James D. Davis, Alexandria, for plaintiffs-appellees.

Before DOMENGEAUX, FORET and YELVERTON, JJ.


YELVERTON, Judge.

Plaintiff, Goldie Mae Johnson, was awarded $15,925.40 by the trial judge in a negligence action against the defendant, Entex, Inc., as a result of injuries she received when the heel of her shoe got caught in a hole drilled in a sidewalk by Entex in Oakdale, Louisiana. Entex and its insurer appeal raising issues as to its fault, the fault of the plaintiff, and the amount of the award. We find no error. We affirm.

The facts are relatively simple and not in dispute. On the morning of October 29, 1981, Goldie Mae Johnson went shopping in Oakdale, Louisiana. She was wearing boots with 2½ to 3 inch spiked heels. As she was walking along the sidewalk in front of some stores her left heel went into a hole causing her to fall on her hands and knees. She did not see the hole before the fall. After the fall she noticed three to five holes had been drilled in the sidewalk about a foot apart. There were no warning signs. She suffered an injury to her right knee.

The defendant, Entex, Inc., had previously drilled these holes in the sidewalk for the purpose of checking for gas leaks. The holes were ¾ to one inch in diameter. Entex was not certain of the date that the holes had been drilled in the sidewalk. It had attempted to plug the holes with cement but the cement had sunk down in some of the holes. The company received a complaint concerning the holes on October 29, 1981, presumably from Mrs. Johnson, and the holes were replugged that afternoon.

Mrs. Johnson and her husband filed suit against the City of Oakdale, Entex, Inc., and its insurer Hartford Accident & Indemnity. The trial court dismissed the city, and found Entex at fault and Mrs. Johnson not at fault. No appeal was taken from the dismissal of the city. Only Entex and Hartford have appealed.

The duty-risk analysis in determining whether a particular defendant is guilty of negligence is well entrenched in our law as a result of Hill v. Lundin & Associates, Inc., 260 La. 542, 256 So.2d 620 (1972), and its progeny. The duty-risk analysis involves the following inquiries.

The first is one of causation. There must be a causal relationship between the harm to the plaintiff and the defendant's alleged conduct. Once the plaintiff proves that the action of the defendant was a substantial cause in fact of the accident, it must then be ascertained whether the defendant had a duty to protect against the particular risk of harm and whether that duty was breached. Hill v. Lundin, supra.
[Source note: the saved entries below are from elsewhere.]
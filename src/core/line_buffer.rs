#[cfg(feature = "parallel-buffers")]
use rayon::prelude::*;
use serde::{Deserialize, Serialize};
use tracing::trace;

use crate::core::chart_data::{ChartData, DataRevision};
use crate::core::transformer::CoordinateTransformer;
use crate::core::types::{AnimationPhase, PixelPoint, PixelRect, Viewport};
use crate::core::windowing::XBounds;
use crate::error::{ChartError, ChartResult};

/// Default marker size in pixels for line entries.
pub const DEFAULT_POINT_SIZE_PX: f64 = 8.0;

#[derive(Debug, Clone, Copy, PartialEq, Serialize, Deserialize)]
pub struct LinePoint {
    pub entry_index: usize,
    pub center: PixelPoint,
    /// Square of `point_size` pixels around `center`.
    pub bounds: PixelRect,
}

#[derive(Debug, Clone, PartialEq, Serialize, Deserialize)]
pub struct LineBuffer {
    pub data_set_index: usize,
    pub revision: DataRevision,
    pub points: Vec<LinePoint>,
}

impl LineBuffer {
    #[must_use]
    pub fn is_empty(&self) -> bool {
        self.points.is_empty()
    }

    #[must_use]
    pub fn len(&self) -> usize {
        self.points.len()
    }

    #[must_use]
    pub fn point_for_entry(&self, entry_index: usize) -> Option<&LinePoint> {
        self.points
            .binary_search_by_key(&entry_index, |point| point.entry_index)
            .ok()
            .map(|index| &self.points[index])
    }
}

#[derive(Debug, Clone, Copy, PartialEq, Serialize, Deserialize)]
pub struct LineBufferOptions {
    pub phase: AnimationPhase,
    pub point_size_px: f64,
}

impl Default for LineBufferOptions {
    fn default() -> Self {
        Self {
            phase: AnimationPhase::default(),
            point_size_px: DEFAULT_POINT_SIZE_PX,
        }
    }
}

/// Projects the visible entries of a data set to pixel points.
#[derive(Debug, Clone, Copy)]
pub struct LineBufferBuilder<'a> {
    data: &'a ChartData,
    transformer: &'a CoordinateTransformer,
    viewport: Viewport,
}

impl<'a> LineBufferBuilder<'a> {
    #[must_use]
    pub fn new(
        data: &'a ChartData,
        transformer: &'a CoordinateTransformer,
        viewport: Viewport,
    ) -> Self {
        Self {
            data,
            transformer,
            viewport,
        }
    }

    pub fn build(
        &self,
        data_set_index: usize,
        options: LineBufferOptions,
    ) -> ChartResult<LineBuffer> {
        let set = self
            .data
            .data_set(data_set_index)
            .ok_or(ChartError::IndexOutOfRange {
                index: data_set_index,
                len: self.data.data_set_count(),
            })?;
        if !options.point_size_px.is_finite() || options.point_size_px < 0.0 {
            return Err(ChartError::InvalidData(
                "point size must be finite and >= 0".to_owned(),
            ));
        }

        let mut buffer = LineBuffer {
            data_set_index,
            revision: self.data.revision(),
            points: Vec::new(),
        };
        let (low, high) = self.viewport.visible_x_range();
        let Some(bounds) = XBounds::compute(set, low, high, options.phase.x) else {
            return Ok(buffer);
        };

        let axis = set.axis_dependency();
        let half = options.point_size_px * 0.5;
        for entry_index in bounds.indices() {
            let Some(entry) = set.entry(entry_index) else {
                break;
            };
            let center = self.transformer.value_to_pixel_phase(
                entry.x(),
                entry.y(),
                axis,
                options.phase.y,
            );
            buffer.points.push(LinePoint {
                entry_index,
                center,
                bounds: PixelRect::new(
                    center.x - half,
                    center.y - half,
                    center.x + half,
                    center.y + half,
                ),
            });
        }

        trace!(
            data_set_index,
            min = bounds.min,
            max = bounds.max,
            points = buffer.points.len(),
            "built line buffer"
        );
        Ok(buffer)
    }

    /// Builds buffers for every visible data set in `ChartData` order.
    pub fn build_all(&self, options: LineBufferOptions) -> ChartResult<Vec<LineBuffer>> {
        let visible: Vec<usize> = self
            .data
            .data_sets()
            .iter()
            .enumerate()
            .filter(|(_, set)| set.is_visible())
            .map(|(index, _)| index)
            .collect();

        #[cfg(feature = "parallel-buffers")]
        {
            visible
                .par_iter()
                .map(|index| self.build(*index, options))
                .collect()
        }

        #[cfg(not(feature = "parallel-buffers"))]
        {
            visible
                .iter()
                .map(|index| self.build(*index, options))
                .collect()
        }
    }
}
use indexmap::IndexMap;
use serde::{Deserialize, Serialize};

use crate::core::{AnimationPhase, AxisDependency, AxisRange, DataRevision, Viewport};
use crate::error::{ChartError, ChartResult};
use crate::interaction::Highlight;
use crate::render::GeometryFrame;

pub const ENGINE_SNAPSHOT_JSON_SCHEMA_V1: u32 = 1;

#[derive(Debug, Clone, PartialEq, Serialize, Deserialize)]
pub struct DataSetSummary {
    pub label: String,
    pub entry_count: usize,
    pub axis: AxisDependency,
    pub visible: bool,
    pub stacked: bool,
}

/// Serializable deterministic state snapshot used by regression tests and
/// debugging tooling.
#[derive(Debug, Clone, PartialEq, Serialize, Deserialize)]
pub struct EngineSnapshot {
    pub viewport: Viewport,
    pub left_axis: AxisRange,
    pub right_axis: AxisRange,
    pub phase: AnimationPhase,
    pub revision: Option<DataRevision>,
    pub data_sets: Vec<DataSetSummary>,
    pub highlight: Option<Highlight>,
    pub frame: GeometryFrame,
    pub series_metadata: IndexMap<String, String>,
}

#[derive(Debug, Clone, PartialEq, Serialize, Deserialize)]
pub struct EngineSnapshotJsonContractV1 {
    pub schema_version: u32,
    pub snapshot: EngineSnapshot,
}

impl EngineSnapshot {
    pub fn to_json_contract_v1_pretty(&self) -> ChartResult<String> {
        let payload = EngineSnapshotJsonContractV1 {
            schema_version: ENGINE_SNAPSHOT_JSON_SCHEMA_V1,
            snapshot: self.clone(),
        };
        serde_json::to_string_pretty(&payload).map_err(|e| {
            ChartError::InvalidData(format!("failed to serialize snapshot contract v1: {e}"))
        })
    }

    /// Accepts a bare snapshot or a versioned contract payload.
    pub fn from_json_compat_str(input: &str) -> ChartResult<Self> {
        if let Ok(snapshot) = serde_json::from_str::<EngineSnapshot>(input) {
            return Ok(snapshot);
        }
        let payload: EngineSnapshotJsonContractV1 = serde_json::from_str(input).map_err(|e| {
            ChartError::InvalidData(format!("failed to parse snapshot json payload: {e}"))
        })?;
        if payload.schema_version != ENGINE_SNAPSHOT_JSON_SCHEMA_V1 {
            return Err(ChartError::InvalidData(format!(
                "unsupported snapshot schema version: {}",
                payload.schema_version
            )));
        }
        Ok(payload.snapshot)
    }
}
In Mitchell v. South Cent. Bell, 442 So.2d 876 (La.App. 3rd Cir.1983) this court stated:

"Regarding the causal relationship required between the harm to the plaintiff and the defendant's alleged negligent conduct, if the plaintiff can show that she probably would not have suffered the injury complained of but for the defendant's conduct, she has carried her burden of proof relative to cause in fact. Lear v. U.S. Fire Ins. Co., 392 So.2d 786 (La.App. 3rd Cir.1980)."

In the present case it is clear that plaintiff would not have suffered the injury complained of, a trip and fall, but for the conduct of the defendant, Entex, in drilling the holes.

The defendants argue that the presence of the small holes did not create an unreasonable risk of injury, and that therefore the defendants were under no duty to protect against the injurious consequences. The defendants rely on the case of Shipp v. City of Alexandria, 395 So.2d 727 (La. 1981).

In Shipp, the plaintiff, while walking back to her car, stepped off the curb into the street. As she did, her left foot landed into a hole or crack in the street, her ankle twisted and she fell. The district and appellate court found the defendant liable under C.C. Art. 2317. The Supreme Court reversed finding that the plaintiffs failed to prove that the defect in the street, a hole about an inch and a half to two inches deep, occasioned an unreasonable risk of injury to Mrs. Shipp. The court also found that the plaintiffs failed to meet the burden of proving that the city was negligent.

The facts of Shipp v. City of Alexandria, supra, are distinguishable from those in the instant case. In the present case we are not confronted with the presence of one hole, but the presence of several holes. In the present case the holes were located on a pedestrian sidewalk located within the shopping area of a town, and not a small hole in the street. The defendant, Entex, also had actual knowledge of the existence of these holes since it had drilled the holes.

The presence of these holes, drilled a foot apart, created an unreasonable risk of injury to pedestrians wearing high heels walking along the sidewalk, in a shopping area, and this presented a foreseeable risk of injury. Entex was under a duty to protect against the particular risk involved either by warning the pedestrians of the presence of these holes or by properly plugging them. Entex breached its duty by failing to properly plug them. Accordingly, we find no manifest error in the trial court's determination that the presence of these holes created an unreasonable risk of injury to pedestrians, and that Entex was therefore guilty of negligence that was a cause in fact of the accident.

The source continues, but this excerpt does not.